## PROBLEM DETAILS
Each line that includes the word "Clone" should be copied from the records.

___ PROVIDED RECORDS

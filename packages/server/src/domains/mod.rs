// Business domains
pub mod matching;
pub mod needs;
pub mod responses;
pub mod stats;
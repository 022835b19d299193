//! Responder withdrawal: Pending -> Withdrawn (terminal).

use sqlx::PgPool;
use tracing::info;

use crate::common::{ActingUser, AppError, ResponseId};
use crate::domains::responses::models::Response;

pub async fn withdraw_response(
    acting_user: ActingUser,
    response_id: ResponseId,
    pool: &PgPool,
) -> Result<(), AppError> {
    let response = Response::find_by_id(response_id, pool)
        .await?
        .ok_or_else(|| AppError::NotFound(format!("response {response_id} not found")))?;

    if response.responder_id != acting_user.id {
        return Err(AppError::Permission(
            "only the responder may withdraw this response".into(),
        ));
    }

    if Response::withdraw_if_pending(response_id, pool).await? == 0 {
        return Err(AppError::Conflict("response already processed".into()));
    }

    info!(response_id = %response_id, "response withdrawn");
    Ok(())
}
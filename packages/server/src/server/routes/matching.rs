//! Matching Engine endpoints: the terminal accept/reject decisions.

use axum::extract::{Extension, Path};
use axum::Json;

use crate::common::{ActingUser, AppError, ResponseId};
use crate::domains::matching::activities::{accept_response, reject_response};
use crate::domains::matching::models::AcceptedMatch;
use crate::domains::responses::models::Response;
use crate::server::app::AppState;

pub async fn accept_response_handler(
    Extension(state): Extension<AppState>,
    acting_user: ActingUser,
    Path(response_id): Path<ResponseId>,
) -> Result<Json<AcceptedMatch>, AppError> {
    let match_record = accept_response(acting_user, response_id, &state.db_pool).await?;
    Ok(Json(match_record))
}

pub async fn reject_response_handler(
    Extension(state): Extension<AppState>,
    acting_user: ActingUser,
    Path(response_id): Path<ResponseId>,
) -> Result<Json<Response>, AppError> {
    let response = reject_response(acting_user, response_id, &state.db_pool).await?;
    Ok(Json(response))
}
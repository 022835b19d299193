//! Monthly time series over need creation and the match ledger.

use std::collections::HashMap;

use serde::{Deserialize, Serialize};
use sqlx::PgPool;

use crate::common::{AppError, RegionId};
use crate::domains::needs::models::ServiceType;
use crate::domains::stats::models::monthly_counts::{
    matches_accepted_by_month, needs_published_by_month,
};
use crate::domains::stats::models::Month;

/// Default window when no bounds are given: the trailing six months ending
/// at the current month.
const DEFAULT_WINDOW_MONTHS: u32 = 6;

#[derive(Debug, Clone, Default, Deserialize)]
pub struct MonthlyStatsParams {
    /// `YYYY-MM` (or bare `YYYYMM`), inclusive.
    pub start_month: Option<String>,
    /// `YYYY-MM` (or bare `YYYYMM`), inclusive.
    pub end_month: Option<String>,
    pub region_id: Option<RegionId>,
    pub service_type: Option<ServiceType>,
}

#[derive(Debug, Clone, Serialize, PartialEq, Eq)]
pub struct MonthlySummary {
    pub total_needs: i64,
    pub total_accepted: i64,
}

/// The chart payload: one entry per month in range, zero-filled. The three
/// vectors always have equal length.
#[derive(Debug, Clone, Serialize)]
pub struct MonthlyStatistics {
    pub labels: Vec<String>,
    pub needs_published: Vec<i64>,
    pub matches_accepted: Vec<i64>,
    pub summary: MonthlySummary,
}

pub async fn monthly_statistics(
    params: MonthlyStatsParams,
    pool: &PgPool,
) -> Result<MonthlyStatistics, AppError> {
    let end = match &params.end_month {
        Some(s) => Month::parse(s)?,
        None => Month::current(),
    };
    let start = match &params.start_month {
        Some(s) => Month::parse(s)?,
        None => end.minus_months(DEFAULT_WINDOW_MONTHS - 1),
    };
    if start > end {
        return Err(AppError::Validation(
            "start_month must not be after end_month".into(),
        ));
    }

    let months = Month::expand(start, end);
    let range_end = end.next();
    let service_type = params.service_type.map(|s| s.to_string());

    let needs_rows = needs_published_by_month(
        start.start_datetime(),
        range_end.start_datetime(),
        params.region_id,
        service_type.as_deref(),
        pool,
    )
    .await?;
    let match_rows = matches_accepted_by_month(
        start.first_day(),
        range_end.first_day(),
        params.region_id,
        service_type.as_deref(),
        pool,
    )
    .await?;

    let needs_by_month: HashMap<String, i64> =
        needs_rows.into_iter().map(|r| (r.month, r.count)).collect();
    let matches_by_month: HashMap<String, i64> =
        match_rows.into_iter().map(|r| (r.month, r.count)).collect();

    // Every month in range gets a bucket, zero when empty.
    let labels: Vec<String> = months.iter().map(Month::label).collect();
    let needs_published: Vec<i64> = labels
        .iter()
        .map(|l| needs_by_month.get(l).copied().unwrap_or(0))
        .collect();
    let matches_accepted: Vec<i64> = labels
        .iter()
        .map(|l| matches_by_month.get(l).copied().unwrap_or(0))
        .collect();

    let summary = MonthlySummary {
        total_needs: needs_published.iter().sum(),
        total_accepted: matches_accepted.iter().sum(),
    };

    Ok(MonthlyStatistics {
        labels,
        needs_published,
        matches_accepted,
        summary,
    })
}
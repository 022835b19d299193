//! Typed ID definitions for all domain entities.
//!
//! Type aliases over [`Id`] give compile-time safety for ID usage across
//! the application: a `NeedId` cannot be passed where a `ResponseId` is
//! expected.

pub use super::id::Id;

// ============================================================================
// Entity marker types
// ============================================================================

/// Marker type for users. Users live in the external identity service;
/// this side only ever stores their IDs.
pub struct User;

/// Marker type for Need entities (published requests for help).
pub struct Need;

/// Marker type for Response entities (offers to fulfill a need).
pub struct Response;

/// Marker type for AcceptedMatch ledger entries.
pub struct AcceptedMatch;

/// Marker type for regions. Regions live in the external taxonomy
/// directory; stored here as opaque identifiers.
pub struct Region;

// ============================================================================
// Type aliases - the primary API
// ============================================================================

/// Typed ID for users.
pub type UserId = Id<User>;

/// Typed ID for Need entities.
pub type NeedId = Id<Need>;

/// Typed ID for Response entities.
pub type ResponseId = Id<Response>;

/// Typed ID for AcceptedMatch ledger entries.
pub type MatchId = Id<AcceptedMatch>;

/// Typed ID for regions.
pub type RegionId = Id<Region>;
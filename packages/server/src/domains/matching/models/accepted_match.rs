use chrono::{DateTime, NaiveDate, Utc};
use serde::{Deserialize, Serialize};
use sqlx::{PgPool, Postgres, Transaction};

use crate::common::{MatchId, NeedId, RegionId, ResponseId, UserId};
use crate::domains::needs::models::Need;
use crate::domains::responses::models::Response;

/// One row of the append-only match ledger, created when a response is
/// accepted. Owner, responder, service type and region are snapshots of the
/// need at accept time and stay fixed even if the need is edited later.
/// Rows are immutable and never deleted.
#[derive(Debug, Clone, Serialize, Deserialize, sqlx::FromRow)]
pub struct AcceptedMatch {
    pub id: MatchId,
    pub need_id: NeedId,
    pub need_owner_id: UserId,
    pub response_id: ResponseId,
    pub responder_id: UserId,
    pub accepted_date: NaiveDate,
    pub service_type: String,
    pub region_id: Option<RegionId>,
    pub created_at: DateTime<Utc>,
}

// =============================================================================
// SQL Queries - ALL queries must be in models/
// =============================================================================

impl AcceptedMatch {
    /// Insert the ledger row inside the accept transaction. The UNIQUE
    /// constraint on `response_id` guarantees at most one match per response
    /// under any execution order; a violation aborts the whole transaction.
    pub async fn insert_in_tx(
        need: &Need,
        response: &Response,
        accepted_date: NaiveDate,
        tx: &mut Transaction<'_, Postgres>,
    ) -> Result<Self, sqlx::Error> {
        sqlx::query_as::<_, AcceptedMatch>(
            r#"
            INSERT INTO accepted_matches (
                id, need_id, need_owner_id, response_id, responder_id,
                accepted_date, service_type, region_id
            )
            VALUES ($1, $2, $3, $4, $5, $6, $7, $8)
            RETURNING *
            "#,
        )
        .bind(MatchId::new())
        .bind(need.id)
        .bind(need.owner_id)
        .bind(response.id)
        .bind(response.responder_id)
        .bind(accepted_date)
        .bind(&need.service_type)
        .bind(need.region_id)
        .fetch_one(&mut **tx)
        .await
    }

    pub async fn find_by_response(
        response_id: ResponseId,
        pool: &PgPool,
    ) -> Result<Option<Self>, sqlx::Error> {
        sqlx::query_as::<_, AcceptedMatch>(
            "SELECT * FROM accepted_matches WHERE response_id = $1",
        )
        .bind(response_id)
        .fetch_optional(pool)
        .await
    }

    pub async fn count(pool: &PgPool) -> Result<i64, sqlx::Error> {
        sqlx::query_scalar::<_, i64>("SELECT COUNT(*) FROM accepted_matches")
            .fetch_one(pool)
            .await
    }

    pub async fn count_for_need(need_id: NeedId, pool: &PgPool) -> Result<i64, sqlx::Error> {
        sqlx::query_scalar::<_, i64>("SELECT COUNT(*) FROM accepted_matches WHERE need_id = $1")
            .bind(need_id)
            .fetch_one(pool)
            .await
    }
}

______

## RESULT OF THE EXERCISE
#[derive(Debug, Clone, Default, Deserialize)]
#[derive(Debug, Clone, Serialize, PartialEq, Eq)]
#[derive(Debug, Clone, Serialize)]
#[derive(Debug, Clone, Serialize, Deserialize, sqlx::FromRow)]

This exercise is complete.